- **Work task**
From the line that contains "let is_next = pieces.any(|p|" to the final line of the entries below, write out every line exactly as it appears, and nothing else.

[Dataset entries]
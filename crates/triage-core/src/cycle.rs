//! One triage pass over the open pending changes.
//!
//! A cycle lists the open changes, keeps the ones selected for triage, runs
//! classify → evaluate for each of them concurrently (bounded by
//! `max_concurrent`), and applies the resulting decisions unless running dry.
//! Changes are independent: a transport failure on one is recorded in its
//! [`ChangeReport`] and the others carry on.
//!
//! The cycle knows nothing about scheduling; callers decide when to run the
//! next one.

use futures::stream::{self, StreamExt};
use serde::{Deserialize, Serialize, Serializer};
use tracing::Instrument;

use crate::classify::classify;
use crate::domain::{Decision, DecisionTag, HostResult, PendingChange, TriageError};
use crate::executor::{apply_decision, ApplyReport};
use crate::host::{ChangeActions, ChangeHost};
use crate::obs;
use crate::policy::{evaluate, PolicyConfig};
use crate::resolver::ResolveAuthor;

/// Which open changes a cycle triages.
#[derive(Debug, Clone, Copy, Default, PartialEq, Eq, Serialize, Deserialize)]
#[serde(rename_all = "snake_case")]
pub enum ChangeSelection {
    /// Only changes untouched since they were opened.
    #[default]
    NewlyOpened,
    /// Every open change.
    AllOpen,
}

impl ChangeSelection {
    pub fn includes(&self, change: &PendingChange) -> bool {
        match self {
            ChangeSelection::NewlyOpened => change.is_newly_opened(),
            ChangeSelection::AllOpen => true,
        }
    }
}

/// Knobs for a single cycle.
#[derive(Debug, Clone, PartialEq, Eq)]
pub struct CycleOptions {
    pub selection: ChangeSelection,
    /// Maximum number of changes evaluated at once.
    pub max_concurrent: usize,
    /// Decide without applying anything.
    pub dry_run: bool,
}

impl Default for CycleOptions {
    fn default() -> Self {
        Self {
            selection: ChangeSelection::default(),
            max_concurrent: 4,
            dry_run: false,
        }
    }
}

/// Outcome for one pending change.
#[derive(Debug, Clone, PartialEq, Eq, Serialize)]
pub struct ChangeReport {
    pub number: u64,
    pub title: String,
    pub decision: Option<Decision>,
    pub applied: Option<ApplyReport>,
    #[serde(serialize_with = "serialize_error")]
    pub error: Option<TriageError>,
}

fn serialize_error<S: Serializer>(err: &Option<TriageError>, s: S) -> Result<S::Ok, S::Error> {
    match err {
        Some(e) => s.serialize_some(&e.to_string()),
        None => s.serialize_none(),
    }
}

/// Summary of a whole cycle.
#[derive(Debug, Clone, Default, PartialEq, Eq, Serialize)]
pub struct CycleReport {
    /// Open changes seen.
    pub examined: usize,
    /// Open changes left out by the selection.
    pub skipped: usize,
    /// Per-change outcomes, ordered by change number.
    pub changes: Vec<ChangeReport>,
}

impl CycleReport {
    /// Number of changes that received a decision with `tag`.
    pub fn count(&self, tag: DecisionTag) -> usize {
        self.changes
            .iter()
            .filter(|c| c.decision.as_ref().map(Decision::tag) == Some(tag))
            .count()
    }

    pub fn failures(&self) -> impl Iterator<Item = &ChangeReport> {
        self.changes.iter().filter(|c| c.error.is_some())
    }
}

/// Decide a single change: list its files, classify them, evaluate the policy.
///
/// Only boundary faults (listing files, looking up the submitter) are errors;
/// every policy outcome is a [`Decision`].
pub async fn triage_change(
    host: &dyn ChangeHost,
    resolver: &dyn ResolveAuthor,
    policy: &PolicyConfig,
    change: &PendingChange,
) -> Result<Decision, TriageError> {
    let changes = host
        .list_changed_files(change)
        .await
        .map_err(TriageError::ListFiles)?;
    let submitter = host
        .submitter_identity(change)
        .await
        .map_err(TriageError::Submitter)?;

    let classification = classify(&changes);
    let decision = evaluate(&classification, &submitter, resolver, policy).await;
    obs::emit_change_evaluated(change.number, &decision, changes.len());
    Ok(decision)
}

/// Run one triage pass.
///
/// # Errors
///
/// Fails only when the list of open changes cannot be fetched.
pub async fn run_cycle(
    host: &dyn ChangeHost,
    actions: &dyn ChangeActions,
    resolver: &dyn ResolveAuthor,
    policy: &PolicyConfig,
    options: &CycleOptions,
) -> HostResult<CycleReport> {
    let open = host.list_pending().await?;
    let examined = open.len();
    let selected: Vec<PendingChange> = open
        .into_iter()
        .filter(|c| options.selection.includes(c))
        .collect();
    let skipped = examined - selected.len();

    let mut changes: Vec<ChangeReport> = stream::iter(selected)
        .map(|change| {
            let span = obs::change_span(change.number);
            async move { process_change(host, actions, resolver, policy, options, change).await }
                .instrument(span)
        })
        .buffer_unordered(options.max_concurrent.max(1))
        .collect()
        .await;
    changes.sort_by_key(|c| c.number);

    let report = CycleReport {
        examined,
        skipped,
        changes,
    };
    obs::emit_cycle_finished(&report);
    Ok(report)
}

async fn process_change(
    host: &dyn ChangeHost,
    actions: &dyn ChangeActions,
    resolver: &dyn ResolveAuthor,
    policy: &PolicyConfig,
    options: &CycleOptions,
    change: PendingChange,
) -> ChangeReport {
    let mut report = ChangeReport {
        number: change.number,
        title: change.title.clone(),
        decision: None,
        applied: None,
        error: None,
    };

    let decision = match triage_change(host, resolver, policy, &change).await {
        Ok(decision) => decision,
        Err(err) => {
            obs::emit_change_failed(change.number, &err);
            report.error = Some(err);
            return report;
        }
    };

    if !options.dry_run {
        match apply_decision(actions, &change, &decision).await {
            Ok(applied) => report.applied = Some(applied),
            Err(err) => {
                let err = TriageError::from(err);
                obs::emit_change_failed(change.number, &err);
                report.error = Some(err);
            }
        }
    }

    report.decision = Some(decision);
    report
}
//! GitHub REST payloads and their mapping onto triage domain types

use chrono::{DateTime, Utc};
use serde::{Deserialize, Serialize};
use tracing::debug;
use triage_core::{AuthorIdentity, ChangeSet, FileChange, PathCommit, PendingChange};

use crate::error::{GithubError, Result};

#[derive(Debug, Clone, Deserialize)]
pub(crate) struct User {
    pub login: String,
}

/// Entry of `GET /repos/{owner}/{repo}/pulls`
#[derive(Debug, Clone, Deserialize)]
pub(crate) struct PullRequest {
    pub number: u64,
    #[serde(default)]
    pub title: String,
    pub user: Option<User>,
    pub created_at: DateTime<Utc>,
    pub updated_at: DateTime<Utc>,
}

impl PullRequest {
    pub fn into_pending(self) -> Result<PendingChange> {
        let login = self.user.map(|u| u.login).filter(|l| !l.is_empty());
        let Some(login) = login else {
            return Err(GithubError::InvalidResponse(format!(
                "pull request #{} has no author",
                self.number
            )));
        };
        Ok(PendingChange {
            number: self.number,
            title: self.title,
            submitter: AuthorIdentity::new(login),
            created_at: self.created_at,
            updated_at: self.updated_at,
        })
    }
}

/// Entry of `GET /repos/{owner}/{repo}/pulls/{number}/files`
#[derive(Debug, Clone, Deserialize)]
pub(crate) struct PullFile {
    pub filename: String,
    pub status: String,
    pub previous_filename: Option<String>,
}

/// Map GitHub file statuses onto the three change kinds.
///
/// A rename counts as removing the old path and adding the new one.
pub(crate) fn change_set(files: Vec<PullFile>) -> Result<ChangeSet> {
    let mut out = Vec::with_capacity(files.len());
    for file in files {
        match file.status.as_str() {
            "added" | "copied" => out.push(FileChange::added(file.filename)),
            "modified" | "changed" => out.push(FileChange::modified(file.filename)),
            "removed" => out.push(FileChange::removed(file.filename)),
            "renamed" => {
                if let Some(previous) = file.previous_filename {
                    out.push(FileChange::removed(previous));
                }
                out.push(FileChange::added(file.filename));
            }
            "unchanged" => {}
            other => {
                debug!(path = %file.filename, status = other, "Unrecognised file status");
                out.push(FileChange::modified(file.filename));
            }
        }
    }
    ChangeSet::new(out).map_err(|e| GithubError::InvalidResponse(e.to_string()))
}

#[derive(Debug, Clone, Deserialize)]
pub(crate) struct GitSignature {
    pub name: Option<String>,
    pub date: Option<DateTime<Utc>>,
}

#[derive(Debug, Clone, Deserialize)]
pub(crate) struct GitCommit {
    pub author: Option<GitSignature>,
    pub committer: Option<GitSignature>,
}

/// Entry of `GET /repos/{owner}/{repo}/commits`
#[derive(Debug, Clone, Deserialize)]
pub(crate) struct Commit {
    pub sha: String,
    pub author: Option<User>,
    pub commit: GitCommit,
}

impl Commit {
    /// The linked account login, else the git author name.
    pub fn into_path_commit(self) -> PathCommit {
        let name = self.commit.author.as_ref().and_then(|a| a.name.clone());
        let author = self
            .author
            .map(|u| u.login)
            .or(name)
            .filter(|s| !s.is_empty())
            .map(AuthorIdentity::new);
        let committed_at = self
            .commit
            .author
            .as_ref()
            .and_then(|a| a.date)
            .or_else(|| self.commit.committer.as_ref().and_then(|c| c.date))
            .unwrap_or_default();
        PathCommit {
            sha: self.sha,
            author,
            committed_at,
        }
    }
}

/// Body of `POST /repos/{owner}/{repo}/issues/{number}/comments`
#[derive(Debug, Serialize)]
pub(crate) struct NewComment<'a> {
    pub body: &'a str,
}

/// Body of `POST /repos/{owner}/{repo}/issues`
#[derive(Debug, Serialize)]
pub(crate) struct NewIssue<'a> {
    pub title: &'a str,
    pub body: &'a str,
}

#[derive(Debug, Deserialize)]
pub(crate) struct CreatedIssue {
    pub number: u64,
}

/// Body of `PUT /repos/{owner}/{repo}/pulls/{number}/merge`
#[derive(Debug, Serialize)]
pub(crate) struct MergeRequest<'a> {
    pub merge_method: &'a str,
}

/// Body of `PATCH /repos/{owner}/{repo}/pulls/{number}`
#[derive(Debug, Serialize)]
pub(crate) struct StateUpdate<'a> {
    pub state: &'a str,
}

/// Body of `POST /repos/{owner}/{repo}/pulls/{number}/requested_reviewers`
#[derive(Debug, Serialize)]
pub(crate) struct ReviewerRequest<'a> {
    pub reviewers: Vec<&'a str>,
}

/// Error body GitHub attaches to non-2xx responses
#[derive(Debug, Deserialize)]
pub(crate) struct ErrorBody {
    pub message: String,
}

/// Extract the `rel="next"` target from a `Link` header.
pub(crate) fn next_link(header: &str) -> Option<String> {
    header.split(',').find_map(|part| {
        let mut pieces = part.split(';');
        let target = pieces.next()?.trim();
        let is_next = pieces.any(|p| p.trim() == r#"rel="next""#);
        if !is_next {
            return None;
        }
        target
            .strip_prefix('<')
            .and_then(|t| t.strip_suffix('>'))
            .map(str::to_string)
    })
}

- **Reply to the exercise**
        let is_next = pieces.any(|p| p.trim() == r#"rel="next""#);
        if !is_next {
            return None;
        }
        target
            .strip_prefix('<')
            .and_then(|t| t.strip_suffix('>'))
            .map(str::to_string)
    })
}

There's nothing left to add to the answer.